- Born: 1975 (age 50–51) Iran
- Occupations: Social activist, human rights advocate
- Known for: Girls of Revolution Street
- Children: 1

= Shaparak Shajarizadeh =

Iranian human rights advocate and political prisoner

Shaparak Shajarizadeh (شاپرک شجری زاده) (born 1975) is an Iranian women's rights activist and a former political prisoner. She is also a member of women's committee of Iran Transition Council. Shajarizadeh is well known for her efforts in empowering Women's rights in Iran and activism against Iran's contemporary compulsory hijab law. She possess anti-headscarf sentiments and also pioneered online campaigns such as "Girls of Revolution Street" and "White Wednesdays" as a part of the protests against compulsory hijab in an effort to encourage both men and women in Iran to post images in the social media platforms of themselves without wearing headscarves. She was arrested and imprisoned twice for defying Iran's laws about compulsory hijab laws.

== Biography ==
Shajarizadeh was born and raised up in Iran. She spent most of her life in Iran until 2018. In July 2018, after facing sanctions and pressure, she fled to Turkey where she reunited with her son while her husband was in Iran during the time. She then migrated to Canada in 2018 where she is currently in exile and settled in Toronto with her husband and son. In July 2018, in her Instagram account she revealed that she left Iran due to ongoing violence against activists.

== Activism ==
On 21 February 2018, she was arrested for protesting by removing a headscarf and waving it in a Gheytarieh street and eyewitnesses said that the police brutally attacked, beat and abused her from behind and took her in custody. The video clip which featured Shajarizadeh without the headscarf went viral in the social media and triggered online civil disobedience movements such as Girls of Revolution Street and White Wednesdays. She encouraged men and women to "post images on social media of themselves either wearing white or no headscarf to protest being forced to wear the hijab. She was charged with encouraging possible prostitution, initiating national propaganda against the Government of Iran and national security. She was later released on bail in April 2018 after facing two months jail term.

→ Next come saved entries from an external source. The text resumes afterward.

//! Router / page lifecycle coordinator.
//!
//! The coordinator is the only writer of the content region, the page-script slot and
//! the modal slot. One transition runs at a time: each `load_route` takes a sequence
//! token before waiting for the transition lock, and a transition whose token is no
//! longer the latest drops its fetched fragment instead of applying it.

use std::sync::atomic::{AtomicU64, Ordering};
use std::sync::{Arc, Mutex, MutexGuard, PoisonError};
use tokio::task::JoinHandle;
use tracing::{debug, error, info, warn};

use crate::{
    assets::AssetState,
    bus::{EventBus, ShellEvent},
    dom::{HostState, ModalHandle, ScriptHandle},
    error::ShellError,
    header::HeaderView,
    routes::{RouteTable, base_path, normalize, script_for},
};

/// How a `load_route` call ended.
#[derive(Debug, Clone, PartialEq, Eq)]
pub enum RouteOutcome {
    /// The path was installed and `RouteLoaded` published.
    Loaded(String),
    /// `from` was unmapped or its fragment failed; the not-found route was installed.
    Redirected { from: String, to: String },
    /// A newer transition started while this one was waiting; nothing was applied.
    Superseded,
    /// The page could not take the fragment (no content region, or the not-found
    /// fragment itself failed). Nothing further is attempted.
    Abandoned(String),
}

enum Install {
    Done,
    NotFound,
    Superseded,
    Abandoned,
}

#[derive(Debug, Default)]
struct NavigationState {
    current: Option<String>,
    requested: Option<String>,
    previous_markup: Option<String>,
    script: Option<ScriptHandle>,
    modal: Option<ModalHandle>,
    page_task: Option<JoinHandle<()>>,
}

/// Router
///
/// Owns navigation, fragment loading, page-script attach/detach, teardown of the
/// previous page and the route-loaded notification.
pub struct Router {
    routes: Arc<RouteTable>,
    host: HostState,
    assets: AssetState,
    header: HeaderView,
    bus: EventBus,
    nav: Mutex<NavigationState>,
    latest: AtomicU64,
    transition: tokio::sync::Mutex<()>,
}

impl Router {
    pub fn new(
        routes: Arc<RouteTable>,
        host: HostState,
        assets: AssetState,
        header: HeaderView,
        bus: EventBus,
    ) -> Self {
        Self {
            routes,
            host,
            assets,
            header,
            bus,
            nav: Mutex::new(NavigationState::default()),
            latest: AtomicU64::new(0),
            transition: tokio::sync::Mutex::new(()),
        }
    }

    /// Initial load: the path in the location fragment, or the root.
    pub async fn start(&self) -> Result<RouteOutcome, ShellError> {
        let path = normalize(&self.host.location_hash());
        self.remember_request(&path);
        self.load_route(&path).await
    }

    /// navigate
    ///
    /// Tears down the current page, points the location at `path` and loads it.
    /// The location change this causes is remembered, so a host that reports it back
    /// through `handle_location_change` does not load the route a second time.
    pub async fn navigate(&self, path: &str) -> Result<RouteOutcome, ShellError> {
        self.cleanup_previous_route();
        self.host.set_location_hash(path);
        self.remember_request(path);
        self.load_route(path).await
    }

    /// handle_location_change
    ///
    /// Browser back/forward (or any external fragment change). Returns `None` when the
    /// change is the echo of our own `navigate`.
    pub async fn handle_location_change(
        &self,
        hash: &str,
    ) -> Result<Option<RouteOutcome>, ShellError> {
        let path = normalize(hash);
        if self.lock_nav().requested.as_deref() == Some(path.as_str()) {
            debug!(%path, "location change already handled");
            return Ok(None);
        }
        self.cleanup_previous_route();
        self.remember_request(&path);
        self.load_route(&path).await.map(Some)
    }

    /// load_route
    ///
    /// Resolves `path`, injects its fragment, swaps the page script, refreshes the header
    /// and then publishes `RouteLoaded`. Unmapped paths and failed fetches are redirected
    /// to the not-found route exactly once; if that route fails too the transition is
    /// abandoned rather than retried.
    pub async fn load_route(&self, path: &str) -> Result<RouteOutcome, ShellError> {
        let token = self.latest.fetch_add(1, Ordering::SeqCst) + 1;
        let _transition = self.transition.lock().await;

        let path = base_path(path).to_string();
        info!(%path, "loading route");

        match self.install(&path, token).await? {
            Install::Done => Ok(RouteOutcome::Loaded(path)),
            Install::Superseded => Ok(RouteOutcome::Superseded),
            Install::Abandoned => Ok(RouteOutcome::Abandoned(path)),
            Install::NotFound => {
                let target = self.routes.not_found().to_string();
                if path == target {
                    error!(%path, "not-found route could not be rendered");
                    return Ok(RouteOutcome::Abandoned(path));
                }

                self.cleanup_previous_route();
                self.host.set_location_hash(&target);
                self.remember_request(&target);

                match self.install(&target, token).await? {
                    Install::Done => Ok(RouteOutcome::Redirected {
                        from: path,
                        to: target,
                    }),
                    Install::Superseded => Ok(RouteOutcome::Superseded),
                    Install::NotFound | Install::Abandoned => {
                        error!(path = %target, "not-found route could not be rendered");
                        Ok(RouteOutcome::Abandoned(target))
                    }
                }
            }
        }
    }

    async fn install(&self, path: &str, token: u64) -> Result<Install, ShellError> {
        if self.is_stale(token) {
            return Ok(Install::Superseded);
        }

        let Some(entry) = self.routes.resolve(path) else {
            if path == self.routes.not_found() {
                return Err(ShellError::Configuration(format!(
                    "not-found route {path} is not mapped"
                )));
            }
            warn!(%path, "route not found");
            return Ok(Install::NotFound);
        };
        let entry = entry.clone();

        let previous = self.host.content_markup().filter(|m| !m.is_empty());
        self.lock_nav().previous_markup = previous;

        let html = match self.assets.fetch_text(&entry.fragment).await {
            Ok(html) => html,
            Err(e) => {
                if e.is_resource_not_found() {
                    warn!(%path, error = %e, "route fragment unavailable");
                } else {
                    error!(%path, error = %e, "route loading failed");
                }
                return Ok(Install::NotFound);
            }
        };

        if self.is_stale(token) {
            debug!(%path, "transition superseded, dropping fragment");
            return Ok(Install::Superseded);
        }

        if let Err(e) = self.host.set_content_markup(&html) {
            error!(%path, error = %e, "no content region to inject into");
            return Ok(Install::Abandoned);
        }
        self.host.set_title(&entry.title);

        self.swap_script(path);

        self.header.load().await;

        if self.is_stale(token) {
            debug!(%path, "transition superseded after header refresh");
            return Ok(Install::Superseded);
        }

        self.lock_nav().current = Some(path.to_string());
        self.bus.publish(ShellEvent::RouteLoaded(path.to_string()));
        Ok(Install::Done)
    }

    fn swap_script(&self, path: &str) {
        let previous = self.lock_nav().script.take();
        if let Some(handle) = previous {
            self.host.detach_script(handle);
        }

        let src = script_for(path);
        match self.host.attach_script(&src) {
            Ok(handle) => self.lock_nav().script = Some(handle),
            Err(e) => error!(%path, error = %e, "failed to load page script"),
        }
    }

    /// cleanup_previous_route
    ///
    /// Cancels the page's pending task, disposes the open modal and its backdrop,
    /// replaces the content region with a listener-free clone when a previous page was
    /// rendered, and resets every form.
    /// Idempotent: with nothing to clean up it only re-resets the forms.
    pub fn cleanup_previous_route(&self) {
        let (task, modal, had_previous) = {
            let mut nav = self.lock_nav();
            (
                nav.page_task.take(),
                nav.modal.take(),
                nav.previous_markup.take().is_some(),
            )
        };

        if let Some(task) = task {
            task.abort();
        }

        if let Some(modal) = modal {
            self.host.dispose_modal(&modal);
            self.host.remove_backdrop();
        }

        if had_previous {
            self.host.replace_content_region();
        }

        self.host.reset_forms();
    }

    /// Shows `modal` and takes ownership of it. A modal already open is disposed first,
    /// so at most one is ever tracked.
    pub fn open_modal(&self, modal: ModalHandle) -> Result<(), ShellError> {
        self.close_modal();
        self.host.show_modal(&modal)?;
        self.lock_nav().modal = Some(modal);
        Ok(())
    }

    pub fn close_modal(&self) {
        let previous = self.lock_nav().modal.take();
        if let Some(modal) = previous {
            self.host.dispose_modal(&modal);
            self.host.remove_backdrop();
        }
    }

    /// Hands a page-owned background task to the router. It is aborted on the next
    /// teardown; a task already tracked is aborted first.
    pub fn track_page_task(&self, task: JoinHandle<()>) {
        let previous = self.lock_nav().page_task.replace(task);
        if let Some(previous) = previous {
            previous.abort();
        }
    }

    pub fn has_page_task(&self) -> bool {
        self.lock_nav()
            .page_task
            .as_ref()
            .is_some_and(|task| !task.is_finished())
    }

    pub fn current_route(&self) -> Option<String> {
        self.lock_nav().current.clone()
    }

    pub fn open_modal_id(&self) -> Option<String> {
        self.lock_nav().modal.as_ref().map(|m| m.id().to_string())
    }

    pub fn has_script(&self) -> bool {
        self.lock_nav().script.is_some()
    }

    pub fn routes(&self) -> &RouteTable {
        &self.routes
    }

    fn is_stale(&self, token: u64) -> bool {
        self.latest.load(Ordering::SeqCst) != token
    }

    fn remember_request(&self, path: &str) {
        self.lock_nav().requested = Some(base_path(path).to_string());
    }

    fn lock_nav(&self) -> MutexGuard<'_, NavigationState> {
        self.nav.lock().unwrap_or_else(PoisonError::into_inner)
    }
}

Again, on 1 May 2018, for repeatedly removing her headscarf in public, she was arrested along with her son and released within hours. She then fled Iran.

In July 2018, she was sentenced in absentia to a total of 20 years in prison; 2 years in Qarchak Prison in addition to an 18-year suspended prison term.

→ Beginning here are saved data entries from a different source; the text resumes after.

use async_trait::async_trait;
use std::time::Duration;
use tracing::{info, warn};

use super::{PageContext, PageController, escape};
use crate::{
    dom::ModalHandle,
    error::ShellError,
    models::{Opportunity, default_opportunities},
};

pub const OPPORTUNITY_CARDS: &str = "opportunity-cards";
pub const SIGNUP_MODAL: &str = "signupModal";
pub const SIGNUP_ERROR: &str = "signupError";
pub const CONFIRMATION_MESSAGE: &str = "confirmationMessage";

pub const FIELDS_REQUIRED: &str = "All fields are required!";
pub const SIGNUP_CONFIRMED: &str = "Thank you for signing up! We will contact you soon.";
pub const CONFIRMATION_VISIBLE_FOR: Duration = Duration::from_secs(2);

/// What the signup modal submits.
#[derive(Debug, Clone, Default, PartialEq, Eq)]
pub struct SignupForm {
    pub name: String,
    pub email: String,
    pub role: String,
}

impl SignupForm {
    pub fn new(name: &str, email: &str, role: &str) -> Self {
        Self {
            name: name.trim().to_string(),
            email: email.trim().to_string(),
            role: role.trim().to_string(),
        }
    }

    pub fn is_complete(&self) -> bool {
        !self.name.is_empty() && !self.email.is_empty() && !self.role.is_empty()
    }
}

fn render_card(opportunity: &Opportunity) -> String {
    format!(
        r##"<div class="col-md-4"><div class="card mb-3"><div class="card-body"><h5 class="card-title">{}</h5><p class="card-text">{}</p><p class="card-text"><small class="text-muted">{}</small></p><button class="btn btn-primary" data-bs-target="#{SIGNUP_MODAL}">Sign Up</button></div></div></div>"##,
        escape(&opportunity.title),
        escape(&opportunity.description),
        escape(&opportunity.date_time),
    )
}

/// OpportunitiesPage
///
/// Static volunteer opportunities with a signup modal. The modal is opened through the
/// router so that leaving the page always disposes it.
#[derive(Debug)]
pub struct OpportunitiesPage {
    opportunities: Vec<Opportunity>,
}

impl Default for OpportunitiesPage {
    fn default() -> Self {
        Self {
            opportunities: default_opportunities(),
        }
    }
}

impl OpportunitiesPage {
    pub fn opportunities(&self) -> &[Opportunity] {
        &self.opportunities
    }

    pub fn open_signup(&self, ctx: &PageContext) -> Result<(), ShellError> {
        ctx.host.hide_message(SIGNUP_ERROR);
        ctx.router.open_modal(ModalHandle::new(SIGNUP_MODAL))
    }

    /// submit_signup
    ///
    /// An incomplete form keeps the modal open with an inline error. A complete one shows
    /// the confirmation, closes the modal and hides the confirmation again after
    /// [`CONFIRMATION_VISIBLE_FOR`]. The hide task belongs to the router, so leaving the
    /// page first cancels it. Returns whether the signup was accepted.
    pub fn submit_signup(&self, ctx: &PageContext, form: &SignupForm) -> Result<bool, ShellError> {
        if !form.is_complete() {
            warn!("signup submitted with missing fields");
            ctx.host.show_message(SIGNUP_ERROR, FIELDS_REQUIRED)?;
            return Ok(false);
        }

        info!(role = %form.role, "volunteer signup accepted");
        ctx.host.hide_message(SIGNUP_ERROR);
        ctx.host.show_message(CONFIRMATION_MESSAGE, SIGNUP_CONFIRMED)?;
        ctx.router.close_modal();

        let host = ctx.host.clone();
        ctx.router.track_page_task(tokio::spawn(async move {
            tokio::time::sleep(CONFIRMATION_VISIBLE_FOR).await;
            host.hide_message(CONFIRMATION_MESSAGE);
        }));
        Ok(true)
    }
}

#[async_trait]
impl PageController for OpportunitiesPage {
    async fn enter(&self, ctx: &PageContext) -> Result<(), ShellError> {
        let cards: String = self.opportunities.iter().map(render_card).collect();
        ctx.host.set_region_markup(OPPORTUNITY_CARDS, &cards)
    }
}
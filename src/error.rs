use thiserror::Error;

/// ShellError
///
/// Every failure the shell can observe. None of these is fatal to the running
/// shell: each variant is recovered at a well-defined layer (redirect to the
/// not-found route, redirect to login, placeholder markup, or a log line).
/// `Configuration` is the only one surfaced to callers, because a route table
/// without a not-found entry cannot recover from anything.
#[derive(Debug, Clone, PartialEq, Eq, Error)]
pub enum ShellError {
    #[error("request for {resource} failed with HTTP status {status}")]
    HttpStatus { resource: String, status: u16 },

    #[error("network failure fetching {resource}: {message}")]
    Network { resource: String, message: String },

    #[error("malformed payload from {resource}: {message}")]
    Decode { resource: String, message: String },

    #[error("failed to attach page script {src}: {message}")]
    ScriptAttach { src: String, message: String },

    #[error("stored session record is corrupt: {0}")]
    SessionCorrupt(String),

    #[error("access to protected route {0} denied")]
    AuthDenied(String),

    #[error("element '{0}' not found in the page")]
    MissingElement(String),

    #[error("route table misconfigured: {0}")]
    Configuration(String),
}

impl ShellError {
    /// True for the fetch failures that send the user to the not-found route.
    pub fn is_resource_not_found(&self) -> bool {
        matches!(
            self,
            ShellError::HttpStatus { .. } | ShellError::Network { .. }
        )
    }
}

She also credited internationally acclaimed lawyer Nasrin Sotoudeh, who also came in support of anti-compulsory hijab sentiments. In February 2020, she also called upon Iranian people to boycott the parliamentary election and insisted that Iranians have lost faith on the politicians.

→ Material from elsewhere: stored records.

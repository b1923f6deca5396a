//! The page seam: everything the shell does to the document goes through `PageHost`.
//!
//! `MemoryPage` is a headless document model. It tracks exactly the state the shell
//! cares about (content region, header, page-script slot, modal slot, forms, named
//! regions) and answers "does element `#id` exist" by looking for `id="..."` in the
//! current content markup, the same way a fragment either contains an element or not.

use std::collections::{BTreeMap, BTreeSet};
use std::sync::{Arc, Mutex, MutexGuard, PoisonError};

use crate::error::ShellError;

/// Identifies the page script node attached for the current route.
#[derive(Debug, Clone, Copy, PartialEq, Eq, Hash)]
pub struct ScriptHandle(u64);

/// Identifies an open modal dialog by element id.
#[derive(Debug, Clone, PartialEq, Eq, Hash)]
pub struct ModalHandle(String);

impl ModalHandle {
    pub fn new(id: &str) -> Self {
        Self(id.to_string())
    }

    pub fn id(&self) -> &str {
        &self.0
    }
}

/// The login/logout control in the header.
#[derive(Debug, Clone, PartialEq, Eq)]
pub enum LoginAffordance {
    Login,
    Logout { display_name: String },
}

impl LoginAffordance {
    pub fn label(&self) -> &'static str {
        match self {
            LoginAffordance::Login => "Login",
            LoginAffordance::Logout { .. } => "Logout",
        }
    }

    pub fn href(&self) -> &'static str {
        match self {
            LoginAffordance::Login => "#/login",
            LoginAffordance::Logout { .. } => "#",
        }
    }

    pub fn markup(&self) -> String {
        match self {
            LoginAffordance::Login => r#"<i class="fas fa-sign-in-alt"></i> Login"#.to_string(),
            LoginAffordance::Logout { .. } => {
                r#"<i class="fas fa-sign-out-alt"></i> Logout"#.to_string()
            }
        }
    }

    pub fn welcome_message(&self) -> Option<String> {
        match self {
            LoginAffordance::Login => None,
            LoginAffordance::Logout { display_name } => Some(format!("Welcome, {display_name}")),
        }
    }
}

/// PageHost
///
/// The document operations the shell needs. Implementations must be cheap and
/// synchronous; all waiting happens in the asset client.
pub trait PageHost: Send + Sync {
    // --- Location ---

    /// Current fragment identifier without the leading `#`.
    fn location_hash(&self) -> String;
    fn set_location_hash(&self, path: &str);
    /// Full page reload. Used after discarding a corrupt session record.
    fn reload(&self);
    fn set_title(&self, title: &str);

    // --- Shared content region ---

    /// Current content markup, or `None` when the page has no content region.
    fn content_markup(&self) -> Option<String>;
    fn set_content_markup(&self, html: &str) -> Result<(), ShellError>;
    /// Swaps the content region for an empty, listener-free clone.
    fn replace_content_region(&self);

    // --- Page script slot ---

    fn attach_script(&self, src: &str) -> Result<ScriptHandle, ShellError>;
    fn detach_script(&self, handle: ScriptHandle);

    // --- Modals and forms ---

    fn show_modal(&self, modal: &ModalHandle) -> Result<(), ShellError>;
    /// Hides and disposes the modal instance.
    fn dispose_modal(&self, modal: &ModalHandle);
    /// Removes a leftover modal backdrop element if one exists.
    fn remove_backdrop(&self);
    /// Resets every form in the document and hides its `confirmation*` messages.
    fn reset_forms(&self);

    // --- Layout chrome ---

    fn set_header_markup(&self, html: &str) -> Result<(), ShellError>;
    fn set_footer_markup(&self, html: &str) -> Result<(), ShellError>;
    fn mark_active_nav(&self, path: &str);
    fn render_login_affordance(&self, affordance: &LoginAffordance) -> Result<(), ShellError>;

    // --- Elements inside the current fragment ---

    fn has_element(&self, id: &str) -> bool;
    fn set_region_markup(&self, id: &str, html: &str) -> Result<(), ShellError>;
    fn show_message(&self, id: &str, text: &str) -> Result<(), ShellError>;
    fn hide_message(&self, id: &str);
    fn focus_field(&self, id: &str);
}

/// HostState
///
/// The concrete type used to share the page host across the shell.
pub type HostState = Arc<dyn PageHost>;

#[derive(Debug, Default, Clone)]
struct ContentRegion {
    markup: String,
    listeners: usize,
}

#[derive(Debug, Default, Clone)]
struct FormState {
    values: BTreeMap<String, String>,
    confirmation_visible: bool,
}

#[derive(Debug, Default)]
struct PageState {
    location: String,
    title: String,
    reloads: usize,
    content: Option<ContentRegion>,
    header: Option<String>,
    footer: Option<String>,
    affordance: Option<LoginAffordance>,
    active_nav: Option<String>,
    scripts: Vec<(ScriptHandle, String)>,
    next_script: u64,
    refuse_scripts: bool,
    modals: BTreeSet<String>,
    backdrop: bool,
    forms: BTreeMap<String, FormState>,
    regions: BTreeMap<String, String>,
    messages: BTreeMap<String, String>,
    focused: Option<String>,
    journal: Vec<String>,
}

impl PageState {
    fn content_has(&self, id: &str) -> bool {
        self.content
            .as_ref()
            .is_some_and(|c| c.markup.contains(&format!(r#"id="{id}""#)))
    }

    fn record(&mut self, entry: String) {
        self.journal.push(entry);
    }
}

/// MemoryPage
///
/// Headless `PageHost`. A fresh page has an empty content region, an empty header (so
/// no login target until a header fragment containing `id="login"` is loaded) and an
/// empty footer.
pub struct MemoryPage {
    state: Mutex<PageState>,
}

impl Default for MemoryPage {
    fn default() -> Self {
        Self::new()
    }
}

impl MemoryPage {
    pub fn new() -> Self {
        Self {
            state: Mutex::new(PageState {
                content: Some(ContentRegion::default()),
                header: Some(String::new()),
                footer: Some(String::new()),
                ..PageState::default()
            }),
        }
    }

    /// Starts at `#<path>`.
    pub fn at(self, path: &str) -> Self {
        self.lock().location = path.to_string();
        self
    }

    pub fn without_content_region(self) -> Self {
        self.lock().content = None;
        self
    }

    pub fn without_header(self) -> Self {
        self.lock().header = None;
        self
    }

    /// Every `attach_script` call fails.
    pub fn refusing_scripts(self) -> Self {
        self.lock().refuse_scripts = true;
        self
    }

    // --- Simulated page activity ---

    /// A page script wiring a listener onto the content region.
    pub fn add_content_listener(&self) {
        if let Some(content) = self.lock().content.as_mut() {
            content.listeners += 1;
        }
    }

    pub fn fill_form(&self, form: &str, field: &str, value: &str) {
        self.lock()
            .forms
            .entry(form.to_string())
            .or_default()
            .values
            .insert(field.to_string(), value.to_string());
    }

    pub fn show_form_confirmation(&self, form: &str) {
        self.lock()
            .forms
            .entry(form.to_string())
            .or_default()
            .confirmation_visible = true;
    }

    // --- Inspection ---

    pub fn location(&self) -> String {
        self.lock().location.clone()
    }

    pub fn title(&self) -> String {
        self.lock().title.clone()
    }

    pub fn reload_count(&self) -> usize {
        self.lock().reloads
    }

    pub fn content(&self) -> Option<String> {
        self.lock().content.as_ref().map(|c| c.markup.clone())
    }

    pub fn content_listeners(&self) -> usize {
        self.lock().content.as_ref().map_or(0, |c| c.listeners)
    }

    pub fn header(&self) -> Option<String> {
        self.lock().header.clone()
    }

    pub fn footer(&self) -> Option<String> {
        self.lock().footer.clone()
    }

    pub fn affordance(&self) -> Option<LoginAffordance> {
        self.lock().affordance.clone()
    }

    pub fn active_nav(&self) -> Option<String> {
        self.lock().active_nav.clone()
    }

    /// Sources of the attached page scripts, in attach order.
    pub fn scripts(&self) -> Vec<String> {
        self.lock().scripts.iter().map(|(_, src)| src.clone()).collect()
    }

    pub fn open_modals(&self) -> Vec<String> {
        self.lock().modals.iter().cloned().collect()
    }

    pub fn has_backdrop(&self) -> bool {
        self.lock().backdrop
    }

    pub fn form_value(&self, form: &str, field: &str) -> Option<String> {
        self.lock()
            .forms
            .get(form)
            .and_then(|f| f.values.get(field).cloned())
    }

    pub fn form_confirmation_visible(&self, form: &str) -> bool {
        self.lock()
            .forms
            .get(form)
            .is_some_and(|f| f.confirmation_visible)
    }

    pub fn region(&self, id: &str) -> Option<String> {
        self.lock().regions.get(id).cloned()
    }

    pub fn message(&self, id: &str) -> Option<String> {
        self.lock().messages.get(id).cloned()
    }

    pub fn focused(&self) -> Option<String> {
        self.lock().focused.clone()
    }

    /// Ordered log of document mutations, e.g. `content`, `script+ js/home.js`, `header`.
    pub fn journal(&self) -> Vec<String> {
        self.lock().journal.clone()
    }

    fn lock(&self) -> MutexGuard<'_, PageState> {
        self.state.lock().unwrap_or_else(PoisonError::into_inner)
    }
}

impl PageHost for MemoryPage {
    fn location_hash(&self) -> String {
        self.lock().location.clone()
    }

    fn set_location_hash(&self, path: &str) {
        let mut state = self.lock();
        state.location = path.to_string();
        state.record(format!("location {path}"));
    }

    fn reload(&self) {
        let mut state = self.lock();
        state.reloads += 1;
        state.record("reload".to_string());
    }

    fn set_title(&self, title: &str) {
        self.lock().title = title.to_string();
    }

    fn content_markup(&self) -> Option<String> {
        self.content()
    }

    fn set_content_markup(&self, html: &str) -> Result<(), ShellError> {
        let mut state = self.lock();
        let Some(content) = state.content.as_mut() else {
            return Err(ShellError::MissingElement("main".to_string()));
        };
        content.markup = html.to_string();
        state.regions.clear();
        state.messages.clear();
        state.focused = None;
        state.record("content".to_string());
        Ok(())
    }

    fn replace_content_region(&self) {
        let mut state = self.lock();
        if state.content.is_some() {
            state.content = Some(ContentRegion::default());
            state.regions.clear();
            state.messages.clear();
            state.record("content cleared".to_string());
        }
    }

    fn attach_script(&self, src: &str) -> Result<ScriptHandle, ShellError> {
        let mut state = self.lock();
        if state.refuse_scripts {
            return Err(ShellError::ScriptAttach {
                src: src.to_string(),
                message: "document refused the script node".to_string(),
            });
        }
        state.next_script += 1;
        let handle = ScriptHandle(state.next_script);
        state.scripts.push((handle, src.to_string()));
        state.record(format!("script+ {src}"));
        Ok(handle)
    }

    fn detach_script(&self, handle: ScriptHandle) {
        let mut state = self.lock();
        if let Some(index) = state.scripts.iter().position(|(h, _)| *h == handle) {
            let (_, src) = state.scripts.remove(index);
            state.record(format!("script- {src}"));
        }
    }

    fn show_modal(&self, modal: &ModalHandle) -> Result<(), ShellError> {
        let mut state = self.lock();
        if !state.content_has(modal.id()) {
            return Err(ShellError::MissingElement(modal.id().to_string()));
        }
        state.modals.insert(modal.id().to_string());
        state.backdrop = true;
        state.record(format!("modal+ {}", modal.id()));
        Ok(())
    }

    fn dispose_modal(&self, modal: &ModalHandle) {
        let mut state = self.lock();
        if state.modals.remove(modal.id()) {
            state.record(format!("modal- {}", modal.id()));
        }
    }

    fn remove_backdrop(&self) {
        self.lock().backdrop = false;
    }

    fn reset_forms(&self) {
        for form in self.lock().forms.values_mut() {
            form.values.clear();
            form.confirmation_visible = false;
        }
    }

    fn set_header_markup(&self, html: &str) -> Result<(), ShellError> {
        let mut state = self.lock();
        let Some(header) = state.header.as_mut() else {
            return Err(ShellError::MissingElement("header".to_string()));
        };
        *header = html.to_string();
        state.affordance = None;
        state.record("header".to_string());
        Ok(())
    }

    fn set_footer_markup(&self, html: &str) -> Result<(), ShellError> {
        let mut state = self.lock();
        let Some(footer) = state.footer.as_mut() else {
            return Err(ShellError::MissingElement("footer".to_string()));
        };
        *footer = html.to_string();
        Ok(())
    }

    fn mark_active_nav(&self, path: &str) {
        self.lock().active_nav = Some(path.to_string());
    }

    fn render_login_affordance(&self, affordance: &LoginAffordance) -> Result<(), ShellError> {
        let mut state = self.lock();
        let has_target = state
            .header
            .as_ref()
            .is_some_and(|h| h.contains(r#"id="login""#));
        if !has_target {
            return Err(ShellError::MissingElement("login".to_string()));
        }
        state.affordance = Some(affordance.clone());
        state.record(format!("login {}", affordance.label()));
        Ok(())
    }

    fn has_element(&self, id: &str) -> bool {
        self.lock().content_has(id)
    }

    fn set_region_markup(&self, id: &str, html: &str) -> Result<(), ShellError> {
        let mut state = self.lock();
        if !state.content_has(id) {
            return Err(ShellError::MissingElement(id.to_string()));
        }
        state.regions.insert(id.to_string(), html.to_string());
        Ok(())
    }

    fn show_message(&self, id: &str, text: &str) -> Result<(), ShellError> {
        let mut state = self.lock();
        if !state.content_has(id) {
            return Err(ShellError::MissingElement(id.to_string()));
        }
        state.messages.insert(id.to_string(), text.to_string());
        Ok(())
    }

    fn hide_message(&self, id: &str) {
        self.lock().messages.remove(id);
    }

    fn focus_field(&self, id: &str) {
        let mut state = self.lock();
        if state.content_has(id) {
            state.focused = Some(id.to_string());
        }
    }
}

She lives in exile in Canada and serves as a senior fellow at the Raoul Wallenberg Centre for Human Rights along with Canadian women's rights advocate Irwin Cotler.

Along with Canadian journalist Rima Elkouri, she has written an autobiography La Liberté n'est pas un crime (Freedom is not a crime).

== Honours ==
In February 2020, she was conferred with the Geneva Summit International Women's Rights Award for 2020 by an international coalition of 25 human rights organisations for her efforts to maintain women's rights in Iran.

She was included in the BBC's list of 100 inspiring and influential women from around the world for 2018.